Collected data
◇ ◇ ◇ ◇ ◇ ◇ ◇

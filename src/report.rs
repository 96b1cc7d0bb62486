//! Plain-text rendering of a canonical record for terminal output.

use std::fmt;

use crate::financial::format_usd;
use crate::models::{FinancialContributionsAnalysis, OrganizationAnalysis};
use crate::store::SavedAnalysisSummary;

/// How many entries of each ranked list are shown.
pub const TOP_ENTRIES: usize = 5;

/// Terminal view of one analysis.
pub struct AnalysisReport<'a>(pub &'a OrganizationAnalysis);

impl fmt::Display for AnalysisReport<'_> {
    fn fmt(&self, f: &mut fmt::Formatter<'_>) -> fmt::Result {
        let analysis = self.0;
        writeln!(
            f,
            "{} {}: {}",
            analysis.category.icon(),
            analysis.category,
            analysis.topic
        )?;

        if analysis.shows_rating_scale() {
            writeln!(
                f,
                "   Rating: {} ({}/5, {} .. {})",
                analysis.lean_or_label,
                analysis.rating,
                analysis.low_rating_label(),
                analysis.high_rating_label()
            )?;
        } else {
            writeln!(f, "   {}", analysis.lean_or_label)?;
        }

        if !analysis.description.trim().is_empty() {
            writeln!(f)?;
            writeln!(f, "{}", analysis.description.trim())?;
        }

        match analysis.financial_overview {
            Some(ref overview) if analysis.has_financial_data_to_display() => write_overview(f, overview),
            _ if analysis.has_financial_contributions => {
                writeln!(f)?;
                writeln!(f, "   Financial contribution data is available for this topic.")
            }
            _ => Ok(()),
        }
    }
}

fn write_overview(f: &mut fmt::Formatter<'_>, overview: &FinancialContributionsAnalysis) -> fmt::Result {
    writeln!(f)?;
    match (&overview.committee_name, &overview.committee_id) {
        (Some(name), Some(id)) => writeln!(f, "Committee: {} ({})", name, id)?,
        (None, Some(id)) => writeln!(f, "Committee: {}", id)?,
        (Some(name), None) => writeln!(f, "Committee: {}", name)?,
        (None, None) => {}
    }

    if let Some(ref percent) = overview.percent_contributions {
        writeln!(
            f,
            "Democrats:   {} ({:.1}%)",
            format_usd(percent.total_to_democrats as f64),
            percent.percent_to_democrats
        )?;
        writeln!(
            f,
            "Republicans: {} ({:.1}%)",
            format_usd(percent.total_to_republicans as f64),
            percent.percent_to_republicans
        )?;
        writeln!(f, "Total:       {}", format_usd(percent.total_contributions as f64))?;
    }

    let totals = overview.top_contribution_totals(TOP_ENTRIES);
    if !totals.is_empty() {
        writeln!(f)?;
        writeln!(f, "Top recipients:")?;
        for (rank, total) in totals.iter().enumerate() {
            let name = total
                .recipient_name
                .as_deref()
                .or(total.recipient_id.as_deref())
                .unwrap_or("(unnamed)");
            write!(f, "  {}. {} {}", rank + 1, name, format_usd(total.amount()))?;
            if let Some(count) = total.number_of_contributions {
                write!(f, " across {} contributions", count)?;
            }
            writeln!(f)?;
        }
    }

    let leaders = overview.top_leadership_contributions(TOP_ENTRIES);
    if !leaders.is_empty() {
        writeln!(f)?;
        writeln!(f, "Top leadership contributors:")?;
        for (rank, leader) in leaders.iter().enumerate() {
            writeln!(
                f,
                "  {}. {} ({}, {}) {}",
                rank + 1,
                leader.name,
                leader.occupation,
                leader.employer,
                format_usd(leader.amount())
            )?;
        }
    }
    Ok(())
}

/// One line per saved analysis, in the order given.
pub struct HistoryReport<'a>(pub &'a [SavedAnalysisSummary]);

impl fmt::Display for HistoryReport<'_> {
    fn fmt(&self, f: &mut fmt::Formatter<'_>) -> fmt::Result {
        if self.0.is_empty() {
            return writeln!(f, "No saved analyses.");
        }
        for summary in self.0 {
            writeln!(
                f,
                "{}  {:<24} {:<24} {}",
                summary.date_persisted.format("%Y-%m-%d %H:%M"),
                summary.topic,
                summary.category,
                summary.lean_or_label
            )?;
        }
        Ok(())
    }
}

pub fn render_analysis(analysis: &OrganizationAnalysis) -> String {
    AnalysisReport(analysis).to_string()
}

pub fn render_history(summaries: &[SavedAnalysisSummary]) -> String {
    HistoryReport(summaries).to_string()
}
//! Organization-name suggestions for the topic prompt.

/// Well-known organizations offered before anything has been saved.
pub const ORGANIZATION_SUGGESTIONS: &[&str] = &[
    "Amazon",
    "Apple",
    "Bank of America",
    "Chevron",
    "Coca-Cola",
    "Costco",
    "Disney",
    "ExxonMobil",
    "Ford Motor Company",
    "General Motors",
    "Google",
    "Home Depot",
    "JPMorgan Chase",
    "Meta",
    "Microsoft",
    "Netflix",
    "Nike",
    "PepsiCo",
    "Pfizer",
    "Starbucks",
    "Target",
    "Tesla",
    "Walmart",
];

/// Candidates containing `query`, ignoring case, in candidate order. An empty
/// query matches everything.
pub fn filter_suggestions<'a, S: AsRef<str>>(query: &str, candidates: &'a [S]) -> Vec<&'a str> {
    let needle = query.trim().to_lowercase();
    candidates
        .iter()
        .map(S::as_ref)
        .filter(|candidate| needle.is_empty() || candidate.to_lowercase().contains(&needle))
        .collect()
}

/// Saved topics first, then the built-in list, without repeats.
pub fn merged_suggestions(saved_topics: impl IntoIterator<Item = String>) -> Vec<String> {
    let mut merged: Vec<String> = Vec::new();
    let builtin = ORGANIZATION_SUGGESTIONS.iter().map(|s| s.to_string());
    for name in saved_topics.into_iter().chain(builtin) {
        if !merged.iter().any(|existing| existing.eq_ignore_ascii_case(&name)) {
            merged.push(name);
        }
    }
    merged
}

◇ ◇ ◇ ◇ ◇ ◇ ◇

# [TASK INSTRUCTIONS]
Where a line of the data holds "needle", show that line.

# [ANSWER TO THIS EXERCISE]
    let needle = query.trim().to_lowercase();
        .filter(|candidate| needle.is_empty() || candidate.to_lowercase().contains(&needle))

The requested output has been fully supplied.